**Given information:**
//! Newtype wrapper for record identities.
//!
//! Exports are keyed per record so that independent records can run
//! concurrently while a single record can never run twice at once. The
//! newtype keeps record keys from being confused with other strings.

use std::fmt;
use std::sync::Arc;

/// The identity of an exportable record, as tracked by the orchestrator's
/// in-flight map.
#[derive(Debug, Clone, Eq, PartialEq, Hash)]
pub struct RecordId(Arc<str>);

impl RecordId {
    /// Creates a new RecordId from a string
    pub fn new(id: impl Into<Arc<str>>) -> Self {
        Self(id.into())
    }

    /// Returns the string representation of this record ID
    pub fn as_str(&self) -> &str {
        &self.0
    }
}

impl From<String> for RecordId {
    fn from(s: String) -> Self {
        Self(s.into())
    }
}

impl From<&str> for RecordId {
    fn from(s: &str) -> Self {
        Self(s.into())
    }
}

impl AsRef<str> for RecordId {
    fn as_ref(&self) -> &str {
        &self.0
    }
}

impl fmt::Display for RecordId {
    fn fmt(&self, f: &mut fmt::Formatter<'_>) -> fmt::Result {
        write!(f, "{}", self.0)
    }
}

#[cfg(test)]
mod tests {
    use super::*;
    use std::collections::HashMap;

    #[test]
    fn record_id_creation() {
        let id1 = RecordId::new("certificate:CERT-001");
        let id2 = RecordId::from("certificate:CERT-001");
        assert_eq!(id1, id2);
        assert_eq!(id1.as_str(), "certificate:CERT-001");
    }

    #[test]
    fn usable_as_map_key() {
        let mut inflight = HashMap::new();
        inflight.insert(RecordId::new("a"), 1);
        inflight.insert(RecordId::new("b"), 2);
        assert_eq!(inflight.get(&RecordId::new("a")), Some(&1));
    }
}
pub mod color;
pub mod geometry;
pub mod ids;
pub mod kind;
pub mod page;

pub use color::Color;
pub use geometry::{Margins, Rect, Size};
pub use ids::RecordId;
pub use kind::DocKind;
pub use page::{Orientation, PageSpec};
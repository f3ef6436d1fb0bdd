use thiserror::Error;

#[derive(Error, Debug)]
pub enum ComposeError {
    #[error("captured image is empty")]
    EmptyImage,

    #[error("PDF error: {0}")]
    Pdf(#[from] lopdf::Error),

    #[error("IO error: {0}")]
    Io(#[from] std::io::Error),
}
use thiserror::Error;

/// Errors that can occur while rendering a record into page markup.
///
/// Missing fields are not errors, since templates substitute fallback text,
/// so the only failure left is a record that is not usable at all.
#[derive(Error, Debug)]
pub enum TemplateError {
    #[error("record must be a JSON object, got {0}")]
    NotAnObject(&'static str),

    #[error("no template registered for document kind '{0}'")]
    UnknownKind(parchment_types::DocKind),
}
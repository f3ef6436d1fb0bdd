use serde::{Deserialize, Serialize};

/// An axis-aligned rectangle in page coordinates (origin top-left, y down).
#[derive(Debug, Clone, Copy, Default, PartialEq, Serialize, Deserialize)]
pub struct Rect {
    pub x: f32,
    pub y: f32,
    pub width: f32,
    pub height: f32,
}

impl Rect {
    pub fn new(x: f32, y: f32, width: f32, height: f32) -> Self {
        Self { x, y, width, height }
    }

    pub fn from_size(size: Size) -> Self {
        Self { x: 0.0, y: 0.0, width: size.width, height: size.height }
    }

    pub fn size(&self) -> Size {
        Size { width: self.width, height: self.height }
    }

    /// Shrinks the rectangle on all four sides.
    pub fn inset(&self, amount: f32) -> Self {
        Self {
            x: self.x + amount,
            y: self.y + amount,
            width: (self.width - 2.0 * amount).max(0.0),
            height: (self.height - 2.0 * amount).max(0.0),
        }
    }
}

#[derive(Debug, Clone, Copy, Default, PartialEq, Serialize, Deserialize)]
pub struct Size {
    pub width: f32,
    pub height: f32,
}

impl Size {
    pub fn new(width: f32, height: f32) -> Self {
        Self { width, height }
    }

    pub fn zero() -> Self {
        Self { width: 0.0, height: 0.0 }
    }

    pub fn scaled(&self, factor: f32) -> Self {
        Self { width: self.width * factor, height: self.height * factor }
    }

    /// Width divided by height. Zero-height sizes report an aspect of zero.
    pub fn aspect(&self) -> f32 {
        if self.height <= 0.0 { 0.0 } else { self.width / self.height }
    }

    pub fn is_empty(&self) -> bool {
        self.width <= 0.0 || self.height <= 0.0
    }
}

#[derive(Debug, Clone, Copy, Default, PartialEq, Serialize, Deserialize)]
pub struct Margins {
    pub top: f32,
    pub right: f32,
    pub bottom: f32,
    pub left: f32,
}

impl Margins {
    pub fn uniform(value: f32) -> Self {
        Self { top: value, right: value, bottom: value, left: value }
    }

    pub fn horizontal(&self) -> f32 {
        self.left + self.right
    }

    pub fn vertical(&self) -> f32 {
        self.top + self.bottom
    }

    /// The rectangle left after removing the margins from `size`.
    pub fn content_box(&self, size: Size) -> Rect {
        Rect {
            x: self.left,
            y: self.top,
            width: (size.width - self.horizontal()).max(0.0),
            height: (size.height - self.vertical()).max(0.0),
        }
    }
}

#[cfg(test)]
mod tests {
    use super::*;

    #[test]
    fn inset_clamps_to_zero() {
        let r = Rect::new(0.0, 0.0, 10.0, 10.0).inset(8.0);
        assert_eq!(r.width, 0.0);
        assert_eq!(r.height, 0.0);
    }

    #[test]
    fn content_box_subtracts_margins() {
        let m = Margins { top: 10.0, right: 20.0, bottom: 30.0, left: 40.0 };
        let b = m.content_box(Size::new(200.0, 100.0));
        assert_eq!(b.x, 40.0);
        assert_eq!(b.y, 10.0);
        assert_eq!(b.width, 140.0);
        assert_eq!(b.height, 60.0);
    }

    #[test]
    fn scaled_multiplies_both_axes() {
        assert_eq!(Size::new(100.0, 50.0).scaled(2.0), Size::new(200.0, 100.0));
    }

    #[test]
    fn aspect_of_degenerate_size_is_zero() {
        assert_eq!(Size::new(10.0, 0.0).aspect(), 0.0);
    }
}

**The task:**
When the word "HashMap" turns up on a line of the material above, copy that line.

**Task solution:**
    use std::collections::HashMap;
        let mut inflight = HashMap::new();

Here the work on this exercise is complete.